In that blissful silence the Mahatma spoke, ‘Friends, the divine message we are hearing is the message of creation. Since we all belong to planet earth, we may give a message to mankind, how people of different races, religions and languages can live peacefully and prosperously together.
‘God Almighty has blessed us all with something unique that we passed on to mankind through our deeds and efforts. Is that working? Is there any divine message or doctrine? Divine beauty should enter the human soul and happiness blossom in the body and mind. Is it possible?’
Asoka said, ‘Friends, there is one thing I have realized, there is no victory in causing suffering.
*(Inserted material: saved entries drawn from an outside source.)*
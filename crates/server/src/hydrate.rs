//! Page hydration.
//!
//! Turns a page request into HTML by fetching the page's JSON partial through the
//! partial strategy and filling the cached page template with it.

use tether_client::{FetchResponse, Request, Strategy};
use tether_core::{Error, Partial};

use crate::offline::OfflineFallback;
use crate::router::RouteOutcome;
use crate::template::PageTemplate;
use crate::templates::TemplateManager;

/// Site-wide values used when a partial does not carry its own.
#[derive(Debug, Clone, PartialEq, Eq)]
pub struct SiteDefaults {
    pub site_name: String,
    pub default_feed_path: String,
}

/// Where a page path leads.
#[derive(Debug, Clone, PartialEq, Eq)]
pub enum PagePath {
    /// Render the page whose HTML path is given.
    Html(String),
    /// Redirect to the same path with a trailing slash.
    Redirect(String),
}

impl PagePath {
    /// `/foo.html` stays, `/foo/` becomes `/foo/index.html`, `/foo` redirects to `/foo/`.
    pub fn normalize(path: &str) -> Self {
        if path.ends_with(".html") {
            PagePath::Html(path.to_string())
        } else if path.ends_with('/') {
            PagePath::Html(format!("{path}index.html"))
        } else {
            PagePath::Redirect(format!("{path}/"))
        }
    }
}

/// The JSON partial path for a normalized `.html` path.
pub fn partial_path(html_path: &str) -> String {
    let stem = html_path.strip_suffix(".html").unwrap_or(html_path);
    format!("{stem}.json")
}

pub struct Hydrator {
    partials: Strategy,
    templates: TemplateManager,
    offline: OfflineFallback,
    site: SiteDefaults,
    /// Architecture revision stamped into every page so a reconnecting window can
    /// tell it was served by an older worker.
    architecture: String,
}

impl Hydrator {
    pub fn new(
        partials: Strategy, templates: TemplateManager, offline: OfflineFallback, site: SiteDefaults,
        architecture: impl Into<String>,
    ) -> Self {
        Self { partials, templates, offline, site, architecture: architecture.into() }
    }

    pub async fn handle(&self, request: &Request) -> RouteOutcome {
        match self.hydrate(request).await {
            Ok(response) => RouteOutcome::Handled(response),
            Err(err) => RouteOutcome::Fallthrough(err),
        }
    }

    async fn hydrate(&self, request: &Request) -> Result<FetchResponse, Error> {
        let html_path = match PagePath::normalize(request.url.path()) {
            PagePath::Html(path) => path,
            PagePath::Redirect(path) => {
                let location = match request.url.query() {
                    Some(query) => format!("{path}?{query}"),
                    None => path,
                };
                tracing::debug!(url = %request.url, %location, "redirecting to slash-terminated path");
                return FetchResponse::moved_permanently(request.url.clone(), &location);
            }
        };

        let mut partial_url = request.url.clone();
        partial_url.set_path(&partial_path(&html_path));
        partial_url.set_query(None);

        let response = match self.partials.handle(&Request::get(partial_url.clone())).await {
            Ok(response) => response,
            Err(err) => {
                tracing::warn!(url = %partial_url, "partial unavailable, serving offline partial: {err}");
                self.offline.partial_response().await
            }
        };

        if !response.is_ok() {
            return Err(Error::UnexpectedStatus { status: response.status.as_u16(), url: response.url.to_string() });
        }

        let partial: Partial = serde_json::from_slice(&response.bytes)?;
        let template = PageTemplate::parse(&self.templates.resolve_for(&partial).await?)?;
        let html = template.render(&self.head(&partial), &partial.raw);

        Ok(FetchResponse::synthesized(request.url.clone(), response.status, "text/html", html))
    }

    /// Head markup for `partial`: offline flag, architecture, title and alternate feed link.
    pub fn head(&self, partial: &Partial) -> String {
        let site = &self.site.site_name;
        let title = partial.title.as_deref().filter(|title| !title.is_empty());

        let mut head = String::new();
        if partial.offline {
            head.push_str("<meta name=\"offline\" value=\"true\" />\n");
        }
        head.push_str(&format!(
            "<meta name=\"tether-architecture\" content=\"{}\" />\n",
            escape_html(&self.architecture)
        ));
        head.push_str(&format!("<title>{}</title>\n", escape_html(title.unwrap_or(site))));

        let feed = partial.rss.as_deref().unwrap_or(&self.site.default_feed_path);
        let feed_title = match title {
            Some(title) if feed != self.site.default_feed_path => format!("{title} on {site}"),
            _ => site.clone(),
        };
        head.push_str(&format!(
            "<link rel=\"alternate\" href=\"{}\" type=\"application/atom+xml\" title=\"{}\" />",
            escape_html(feed),
            escape_html(&feed_title)
        ));

        head
    }
}

fn escape_html(value: &str) -> String {
    let mut out = String::with_capacity(value.len());
    for c in value.chars() {
        match c {
            '&' => out.push_str("&amp;"),
            '<' => out.push_str("&lt;"),
            '>' => out.push_str("&gt;"),
            '"' => out.push_str("&quot;"),
            '\'' => out.push_str("&#39;"),
            c => out.push(c),
        }
    }
    out
}
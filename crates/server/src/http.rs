//! HTTP front.
//!
//! Every request not addressed to `/__tether/*` is handed to the worker. Requests
//! the worker does not intercept go to the network unchanged; if that fails too
//! the caller gets `502 Bad Gateway`. Absolute-form targets are only accepted for
//! the origin and the two font origins; anything else is `403 Forbidden`.
//!
//! ## Endpoints
//! - `GET /__tether/events?url=<page>&arch=<revision>` - server-sent events for an
//!   open window; a window served under another architecture is told to reload
//! - `GET /__tether/status` - revisions, active worker and cache sizes
//! - anything else - intercepted

use std::collections::BTreeMap;
use std::convert::Infallible;
use std::sync::Arc;

use axum::Json;
use axum::body::Body;
use axum::extract::{Query, State};
use axum::http::{Request as HttpRequest, Uri};
use axum::response::sse::{Event, KeepAlive, Sse};
use axum::response::{IntoResponse, Response};
use axum::routing::get;
use serde::{Deserialize, Serialize};
use tether_client::fetch::resolve;
use tether_client::{FetchResponse, Network, Request};
use tether_core::{AppConfig, CacheDb, CacheName, ConfigError, RevisionKey};
use tokio::signal;
use tokio_stream::wrappers::ReceiverStream;
use tokio_stream::{Stream, StreamExt};
use url::{Origin, Url};

use crate::error::FrontError;
use crate::router::Dispatch;
use crate::runtime::{ClientEvent, ClientRegistry, Clients};
use crate::worker::Worker;

#[derive(Clone)]
pub struct AppState {
    pub worker: Arc<Worker>,
    pub network: Arc<dyn Network>,
    pub clients: Arc<ClientRegistry>,
    pub db: CacheDb,
    pub origin: Url,
    /// Origins a request may address: the site and the font hosts.
    pub upstreams: Vec<Origin>,
    /// Largest request body read before forwarding.
    pub max_bytes: usize,
}

impl AppState {
    pub fn new(
        config: &AppConfig, worker: Arc<Worker>, network: Arc<dyn Network>, clients: Arc<ClientRegistry>, db: CacheDb,
    ) -> Result<Self, ConfigError> {
        let origin = config.origin_url()?;
        let mut upstreams = vec![origin.origin()];
        for (field, value) in
            [("font_stylesheet_origin", &config.font_stylesheet_origin), ("font_file_origin", &config.font_file_origin)]
        {
            let url = Url::parse(value).map_err(|e| ConfigError::Invalid { field: field.into(), reason: e.to_string() })?;
            upstreams.push(url.origin());
        }

        Ok(Self { worker, network, clients, db, origin, upstreams, max_bytes: config.max_bytes })
    }
}

pub fn app(state: AppState) -> axum::Router {
    axum::Router::new()
        .route("/__tether/events", get(events))
        .route("/__tether/status", get(status))
        .fallback(intercept)
        .with_state(state)
}

/// Serve until Ctrl-C or SIGTERM.
pub async fn serve(listen_addr: &str, state: AppState) -> std::io::Result<()> {
    let listener = tokio::net::TcpListener::bind(listen_addr).await?;
    tracing::info!(addr = %listener.local_addr()?, origin = %state.origin, "listening");

    axum::serve(listener, app(state)).with_graceful_shutdown(shutdown_signal()).await?;

    tracing::info!("server shutdown complete");
    Ok(())
}

async fn shutdown_signal() {
    let ctrl_c = async {
        if let Err(err) = signal::ctrl_c().await {
            tracing::error!("failed to listen for Ctrl-C: {err}");
            std::future::pending::<()>().await;
        }
    };

    #[cfg(unix)]
    let terminate = async {
        match signal::unix::signal(signal::unix::SignalKind::terminate()) {
            Ok(mut stream) => {
                stream.recv().await;
            }
            Err(err) => {
                tracing::error!("failed to listen for SIGTERM: {err}");
                std::future::pending::<()>().await;
            }
        }
    };

    #[cfg(not(unix))]
    let terminate = std::future::pending::<()>();

    tokio::select! {
        _ = ctrl_c => {},
        _ = terminate => {},
    }

    tracing::info!("shutdown signal received");
}

/// The URL a request addresses: absolute-form targets keep their own, origin-form
/// targets are resolved against `origin`.
fn target_url(origin: &Url, uri: &Uri) -> Result<Url, FrontError> {
    let target = if uri.scheme().is_some() {
        uri.to_string()
    } else {
        uri.path_and_query().map(|pq| pq.as_str()).unwrap_or("/").to_string()
    };
    resolve(origin, &target).map_err(|e| FrontError::InvalidInput(e.to_string()))
}

fn into_response(response: FetchResponse) -> Response {
    (response.status, response.headers, response.bytes).into_response()
}

async fn intercept(State(state): State<AppState>, request: HttpRequest<Body>) -> Result<Response, FrontError> {
    let (parts, body) = request.into_parts();
    let url = target_url(&state.origin, &parts.uri)?;
    if !state.upstreams.contains(&url.origin()) {
        return Err(FrontError::ForbiddenTarget(url.origin().ascii_serialization()));
    }
    let body = axum::body::to_bytes(body, state.max_bytes)
        .await
        .map_err(|e| FrontError::InvalidInput(format!("request body: {e}")))?;
    let request = Request::get(url).with_headers(parts.headers).with_body(parts.method, body);

    match state.worker.handle(&request).await {
        Dispatch::Respond(response) => {
            tracing::debug!(url = %request.url, status = response.status.as_u16(), source = ?response.source, "intercepted");
            Ok(into_response(response))
        }
        Dispatch::Passthrough => {
            let response = state.network.fetch(&request).await.map_err(FrontError::BadGateway)?;
            Ok(into_response(response))
        }
    }
}

#[derive(Debug, Deserialize)]
struct EventsQuery {
    url: String,
    /// Architecture revision the page was served under.
    arch: Option<String>,
}

fn to_sse(event: ClientEvent) -> Event {
    match event {
        ClientEvent::Connected { id } => Event::default().event("connected").data(id.to_string()),
        ClientEvent::Navigate { url } => Event::default().event("navigate").data(url),
    }
}

/// Register a window. One served under an older architecture than the active one
/// missed the reload sent during activation, so it gets its own now.
async fn open_window(state: &AppState, query: EventsQuery) -> Result<ReceiverStream<ClientEvent>, FrontError> {
    let active = state.db.get_revision(RevisionKey::Architecture).await.map_err(FrontError::Internal)?;
    let (id, stream) = state.clients.connect(query.url.clone());

    if let Some(served) = query.arch
        && let Some(active) = active
        && served != active
    {
        tracing::info!(client = id, %served, %active, url = %query.url, "reloading window from an older architecture");
        if let Err(err) = state.clients.navigate(id, &query.url).await {
            tracing::warn!(client = id, "reload failed: {err}");
        }
    }

    Ok(stream)
}

async fn events(
    State(state): State<AppState>, Query(query): Query<EventsQuery>,
) -> Result<Sse<impl Stream<Item = Result<Event, Infallible>>>, FrontError> {
    let stream = open_window(&state, query).await?;
    Ok(Sse::new(stream.map(|event| Ok(to_sse(event)))).keep_alive(KeepAlive::default()))
}

#[derive(Debug, Serialize)]
struct StatusReport {
    architecture: Option<String>,
    resources: Option<String>,
    activated_at: Option<String>,
    connected_clients: usize,
    caches: BTreeMap<&'static str, u64>,
}

async fn status(State(state): State<AppState>) -> Result<Json<StatusReport>, FrontError> {
    let architecture = state.db.get_revision(RevisionKey::Architecture).await.map_err(FrontError::Internal)?;
    let resources = state.db.get_revision(RevisionKey::Resources).await.map_err(FrontError::Internal)?;
    let active = state.db.active_worker().await.map_err(FrontError::Internal)?;

    let mut caches = BTreeMap::new();
    for cache in CacheName::ACTIVE {
        caches.insert(cache.as_str(), state.db.count_entries(cache).await.map_err(FrontError::Internal)?);
    }

    Ok(Json(StatusReport {
        architecture,
        resources,
        activated_at: active.map(|worker| worker.activated_at),
        connected_clients: state.clients.connected(),
        caches,
    }))
}
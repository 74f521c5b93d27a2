//! The named caches and their eviction policies.

use std::time::Duration;

const DAY: u64 = 24 * 60 * 60;

/// One of the independently named caches. Each resource class gets its own.
#[derive(Debug, Clone, Copy, PartialEq, Eq, Hash)]
pub enum CacheName {
    /// Template bundle, precached manifest assets and the offline partial.
    Core,
    /// JSON content partials.
    Partials,
    /// Same-origin images.
    Assets,
    /// External font stylesheets.
    FontStylesheets,
    /// External font files.
    FontFiles,
    /// Unbounded runtime cache from an older release; only ever deleted.
    LegacyRuntime,
}

impl CacheName {
    /// Caches in active use, in display order.
    pub const ACTIVE: [CacheName; 5] = [
        CacheName::Core,
        CacheName::Partials,
        CacheName::Assets,
        CacheName::FontStylesheets,
        CacheName::FontFiles,
    ];

    pub fn as_str(&self) -> &'static str {
        match self {
            CacheName::Core => "webdev-core",
            CacheName::Partials => "webdev-html-cache-v2",
            CacheName::Assets => "webdev-assets-cache-v1",
            CacheName::FontStylesheets => "webdev-fonts-stylesheets",
            CacheName::FontFiles => "webdev-fonts-webfonts",
            CacheName::LegacyRuntime => "webdev-html-cache-v1",
        }
    }

    /// Eviction policy applied by the strategy engine to this cache.
    pub fn expiration(&self) -> ExpirationPolicy {
        match self {
            CacheName::Core | CacheName::LegacyRuntime => ExpirationPolicy::unbounded(),
            CacheName::Partials => ExpirationPolicy::max_entries(50),
            CacheName::Assets => ExpirationPolicy::max_entries(100).with_max_age(Duration::from_secs(30 * DAY)),
            CacheName::FontStylesheets => ExpirationPolicy::max_entries(20),
            CacheName::FontFiles => ExpirationPolicy::max_entries(30).with_max_age(Duration::from_secs(365 * DAY)),
        }
    }
}

impl std::fmt::Display for CacheName {
    fn fmt(&self, f: &mut std::fmt::Formatter<'_>) -> std::fmt::Result {
        f.write_str(self.as_str())
    }
}

/// Maximum age and/or maximum entry count for one cache.
#[derive(Debug, Clone, Copy, PartialEq, Eq, Default)]
pub struct ExpirationPolicy {
    pub max_age: Option<Duration>,
    pub max_entries: Option<usize>,
}

impl ExpirationPolicy {
    pub fn unbounded() -> Self {
        Self::default()
    }

    pub fn max_entries(max_entries: usize) -> Self {
        Self { max_entries: Some(max_entries), ..Default::default() }
    }

    pub fn max_age(max_age: Duration) -> Self {
        Self { max_age: Some(max_age), ..Default::default() }
    }

    pub fn with_max_age(mut self, max_age: Duration) -> Self {
        self.max_age = Some(max_age);
        self
    }

    pub fn is_unbounded(&self) -> bool {
        self.max_age.is_none() && self.max_entries.is_none()
    }
}

#[cfg(test)]
mod tests {
    use super::*;
    use std::collections::HashSet;

    #[test]
    fn test_cache_names_distinct() {
        let mut names: HashSet<&str> = CacheName::ACTIVE.iter().map(|c| c.as_str()).collect();
        assert_eq!(names.len(), CacheName::ACTIVE.len());
        assert!(names.insert(CacheName::LegacyRuntime.as_str()));
    }

    #[test]
    fn test_every_runtime_cache_is_bounded() {
        for name in [CacheName::Partials, CacheName::Assets, CacheName::FontStylesheets, CacheName::FontFiles] {
            assert!(!name.expiration().is_unbounded(), "{name} should have an eviction policy");
        }
        assert!(CacheName::Core.expiration().is_unbounded());
    }

    #[test]
    fn test_asset_policy_has_both_limits() {
        let policy = CacheName::Assets.expiration();
        assert_eq!(policy.max_entries, Some(100));
        assert_eq!(policy.max_age, Some(Duration::from_secs(30 * DAY)));
    }
}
Triumph is a peaceful kingdom.’
Caliph Omar said, ‘I learned after I entered Jerusalem that all men are equal. There is no point in forcing others to follow your path. You will get only that which is ordained for you. God alone is the sovereign.’
Caliph Omar never saw his position in terms of the special privileges that it
carried. To him government was a sacred trust and he did his best not to betray that trust in any way.
It was Einstein’s turn. ‘I would like to recall my friend Werner Heisenberg’s view, “You know, in the West we have built a large, beautiful ship. It has all the comforts in it, but one thing is missing: it has no compass and does not know where to go. Men like Tagore and Gandhi and their spiritual forebears found the compass. Why can this compass not be put in the human ship so that both can realize their purpose?”’
Abraham Lincoln, the great American leader who fought against slavery and whose life paralleled that of the Mahatma in certain respects, said at this point, ‘There is one thing that I would like to say: happiness comes from a family’s prosperity at various levels. God’s grace gives bliss to human lives. Happiness and bliss are two important components of a godly life on earth. Perhaps there is so much conflict between peoples and nations because in our pursuit of prosperity and power we have lost sight of ethical values. We must ask ourselves, what is the role of human consciousness? Does it have a part in political thinking, scientific thinking and theological thinking? Is spirituality acceptable in the business of life?’
Mahatma Gandhi recalled sage Ashtavakra who propounded, ‘“Oh my son! You are the very Consciousness within which arises this phenomenal universe that is not separate from what you are. How can there be a question of anything being acceptable or unacceptable?” Let the business of life be peace and prosperity, and not exploitation and conflict.
‘This is our message to the planet. Everything that we do, any doctrine that we espouse, should be for the good of humankind.’
The next morning I kept sitting for some time drinking my tea and pondering about this strange dream. What if the helicopter had lost power at some more height? Just a few hours before my own mishap, a plane carrying a promising leader and a team of young and talented journalists had crashed, killing all. I had been lucky to survive and now there was the night’s experience that seemed to hold a message for me. What should I do?